(Data excerpts begins)

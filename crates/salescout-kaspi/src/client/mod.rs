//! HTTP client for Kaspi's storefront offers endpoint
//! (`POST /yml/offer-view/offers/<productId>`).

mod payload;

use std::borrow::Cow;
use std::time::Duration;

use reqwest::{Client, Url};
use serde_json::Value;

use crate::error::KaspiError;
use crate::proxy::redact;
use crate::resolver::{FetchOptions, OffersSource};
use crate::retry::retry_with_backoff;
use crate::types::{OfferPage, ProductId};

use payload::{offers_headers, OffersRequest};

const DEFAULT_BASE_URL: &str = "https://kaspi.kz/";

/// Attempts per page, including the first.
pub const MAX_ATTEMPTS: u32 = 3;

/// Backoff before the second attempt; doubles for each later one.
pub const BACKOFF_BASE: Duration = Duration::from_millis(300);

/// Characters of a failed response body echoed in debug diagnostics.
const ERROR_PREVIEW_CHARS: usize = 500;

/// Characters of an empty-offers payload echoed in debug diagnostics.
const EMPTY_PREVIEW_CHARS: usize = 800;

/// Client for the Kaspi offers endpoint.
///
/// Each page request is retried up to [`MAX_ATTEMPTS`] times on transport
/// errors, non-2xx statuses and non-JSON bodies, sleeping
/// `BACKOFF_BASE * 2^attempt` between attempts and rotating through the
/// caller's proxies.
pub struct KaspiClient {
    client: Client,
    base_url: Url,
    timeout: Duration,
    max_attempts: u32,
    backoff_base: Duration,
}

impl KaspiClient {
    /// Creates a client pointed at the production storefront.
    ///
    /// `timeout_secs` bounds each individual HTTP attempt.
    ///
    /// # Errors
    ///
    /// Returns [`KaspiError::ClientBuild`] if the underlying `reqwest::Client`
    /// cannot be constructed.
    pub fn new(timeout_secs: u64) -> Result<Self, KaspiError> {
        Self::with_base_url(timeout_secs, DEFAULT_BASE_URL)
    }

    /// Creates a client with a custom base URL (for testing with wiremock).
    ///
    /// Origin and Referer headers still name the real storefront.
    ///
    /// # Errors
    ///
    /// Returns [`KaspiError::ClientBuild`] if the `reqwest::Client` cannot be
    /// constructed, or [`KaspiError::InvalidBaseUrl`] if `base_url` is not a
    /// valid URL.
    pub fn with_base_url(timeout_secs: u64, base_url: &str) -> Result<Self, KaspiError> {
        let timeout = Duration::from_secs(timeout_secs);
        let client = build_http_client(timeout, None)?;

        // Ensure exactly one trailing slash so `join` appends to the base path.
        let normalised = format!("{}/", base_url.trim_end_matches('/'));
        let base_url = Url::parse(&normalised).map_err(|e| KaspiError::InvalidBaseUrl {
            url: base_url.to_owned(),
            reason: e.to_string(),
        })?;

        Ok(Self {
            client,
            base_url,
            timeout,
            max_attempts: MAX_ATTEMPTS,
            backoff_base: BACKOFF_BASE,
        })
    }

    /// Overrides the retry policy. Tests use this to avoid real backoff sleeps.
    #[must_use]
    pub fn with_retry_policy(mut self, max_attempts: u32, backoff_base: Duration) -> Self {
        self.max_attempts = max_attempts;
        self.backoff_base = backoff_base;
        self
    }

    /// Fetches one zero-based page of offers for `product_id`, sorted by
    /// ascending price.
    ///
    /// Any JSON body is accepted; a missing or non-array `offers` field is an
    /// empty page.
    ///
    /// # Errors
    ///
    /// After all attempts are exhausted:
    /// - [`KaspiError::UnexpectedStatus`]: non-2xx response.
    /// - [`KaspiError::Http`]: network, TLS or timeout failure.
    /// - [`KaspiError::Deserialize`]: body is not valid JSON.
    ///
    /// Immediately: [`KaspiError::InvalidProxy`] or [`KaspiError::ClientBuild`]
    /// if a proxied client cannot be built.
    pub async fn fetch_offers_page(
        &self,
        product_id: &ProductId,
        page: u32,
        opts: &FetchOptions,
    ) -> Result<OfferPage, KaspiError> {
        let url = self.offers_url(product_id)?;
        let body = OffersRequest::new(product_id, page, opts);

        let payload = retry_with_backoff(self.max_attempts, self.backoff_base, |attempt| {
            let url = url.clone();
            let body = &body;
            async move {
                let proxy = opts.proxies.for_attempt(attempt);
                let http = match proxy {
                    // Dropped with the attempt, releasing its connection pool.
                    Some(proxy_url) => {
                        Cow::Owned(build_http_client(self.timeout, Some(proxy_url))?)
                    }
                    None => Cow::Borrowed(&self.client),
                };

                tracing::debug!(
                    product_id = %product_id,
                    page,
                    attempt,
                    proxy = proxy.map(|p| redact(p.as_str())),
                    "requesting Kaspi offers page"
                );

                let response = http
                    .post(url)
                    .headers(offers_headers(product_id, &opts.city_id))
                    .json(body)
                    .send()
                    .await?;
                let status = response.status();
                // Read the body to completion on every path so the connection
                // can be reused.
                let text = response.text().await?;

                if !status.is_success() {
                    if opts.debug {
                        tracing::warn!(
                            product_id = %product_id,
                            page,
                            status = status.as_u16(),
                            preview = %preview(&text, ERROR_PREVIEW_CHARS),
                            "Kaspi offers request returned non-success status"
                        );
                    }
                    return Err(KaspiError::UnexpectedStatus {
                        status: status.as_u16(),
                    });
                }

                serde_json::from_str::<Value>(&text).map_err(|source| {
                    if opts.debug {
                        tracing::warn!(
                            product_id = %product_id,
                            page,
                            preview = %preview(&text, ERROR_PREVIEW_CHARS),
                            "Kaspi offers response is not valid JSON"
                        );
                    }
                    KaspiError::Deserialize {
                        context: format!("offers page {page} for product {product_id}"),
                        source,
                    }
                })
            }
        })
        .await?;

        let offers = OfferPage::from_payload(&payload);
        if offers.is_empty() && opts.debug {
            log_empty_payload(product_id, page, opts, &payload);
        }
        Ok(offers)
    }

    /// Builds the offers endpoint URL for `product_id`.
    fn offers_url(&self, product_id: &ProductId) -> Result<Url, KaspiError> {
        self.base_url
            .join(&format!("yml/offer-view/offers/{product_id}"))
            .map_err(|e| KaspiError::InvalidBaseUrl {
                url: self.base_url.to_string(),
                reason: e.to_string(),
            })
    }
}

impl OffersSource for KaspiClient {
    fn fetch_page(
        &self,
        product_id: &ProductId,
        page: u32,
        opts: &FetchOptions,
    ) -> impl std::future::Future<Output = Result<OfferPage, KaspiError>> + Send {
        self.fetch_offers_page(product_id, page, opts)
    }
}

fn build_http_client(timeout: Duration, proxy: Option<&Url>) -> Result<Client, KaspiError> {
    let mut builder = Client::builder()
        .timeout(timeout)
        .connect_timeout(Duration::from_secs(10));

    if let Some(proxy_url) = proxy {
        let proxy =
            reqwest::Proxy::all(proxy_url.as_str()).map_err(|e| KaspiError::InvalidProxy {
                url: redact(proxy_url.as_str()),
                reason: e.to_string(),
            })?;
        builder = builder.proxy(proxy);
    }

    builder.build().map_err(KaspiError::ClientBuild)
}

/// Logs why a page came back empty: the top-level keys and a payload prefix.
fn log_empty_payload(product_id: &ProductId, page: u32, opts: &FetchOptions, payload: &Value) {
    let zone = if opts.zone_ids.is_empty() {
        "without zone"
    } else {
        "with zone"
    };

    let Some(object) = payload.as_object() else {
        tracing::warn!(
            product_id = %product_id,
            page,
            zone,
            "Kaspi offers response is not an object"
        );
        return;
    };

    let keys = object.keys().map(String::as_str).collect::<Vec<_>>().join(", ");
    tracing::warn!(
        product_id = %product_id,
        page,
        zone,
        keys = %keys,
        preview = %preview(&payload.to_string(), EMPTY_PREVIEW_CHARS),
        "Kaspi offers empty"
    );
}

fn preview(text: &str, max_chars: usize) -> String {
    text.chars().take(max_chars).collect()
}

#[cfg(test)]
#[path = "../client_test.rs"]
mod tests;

(Data excerpts ends)
(Data excerpts begins)

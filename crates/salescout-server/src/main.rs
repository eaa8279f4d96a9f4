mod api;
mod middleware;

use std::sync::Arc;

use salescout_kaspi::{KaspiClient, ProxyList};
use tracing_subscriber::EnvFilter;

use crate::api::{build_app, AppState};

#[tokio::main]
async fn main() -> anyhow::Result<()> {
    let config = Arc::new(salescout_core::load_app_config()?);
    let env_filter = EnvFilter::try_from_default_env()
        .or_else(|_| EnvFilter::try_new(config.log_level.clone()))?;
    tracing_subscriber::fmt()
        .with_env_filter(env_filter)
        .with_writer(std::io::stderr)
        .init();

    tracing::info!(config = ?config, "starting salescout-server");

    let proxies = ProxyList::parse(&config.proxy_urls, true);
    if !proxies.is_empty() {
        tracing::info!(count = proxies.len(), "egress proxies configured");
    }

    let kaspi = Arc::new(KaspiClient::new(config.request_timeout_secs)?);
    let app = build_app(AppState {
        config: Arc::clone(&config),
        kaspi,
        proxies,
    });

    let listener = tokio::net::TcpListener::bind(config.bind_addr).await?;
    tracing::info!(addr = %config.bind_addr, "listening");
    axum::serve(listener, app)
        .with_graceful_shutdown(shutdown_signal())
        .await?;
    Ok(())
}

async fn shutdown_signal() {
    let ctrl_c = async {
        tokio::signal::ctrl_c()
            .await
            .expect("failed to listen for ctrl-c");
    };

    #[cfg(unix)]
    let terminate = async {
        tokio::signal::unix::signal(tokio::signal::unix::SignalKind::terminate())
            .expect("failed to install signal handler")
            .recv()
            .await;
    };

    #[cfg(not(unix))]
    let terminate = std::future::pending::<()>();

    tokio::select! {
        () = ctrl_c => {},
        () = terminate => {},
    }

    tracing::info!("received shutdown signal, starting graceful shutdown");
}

(Data excerpts ends)

Lines above holding "Characters": give their count, nothing more.

2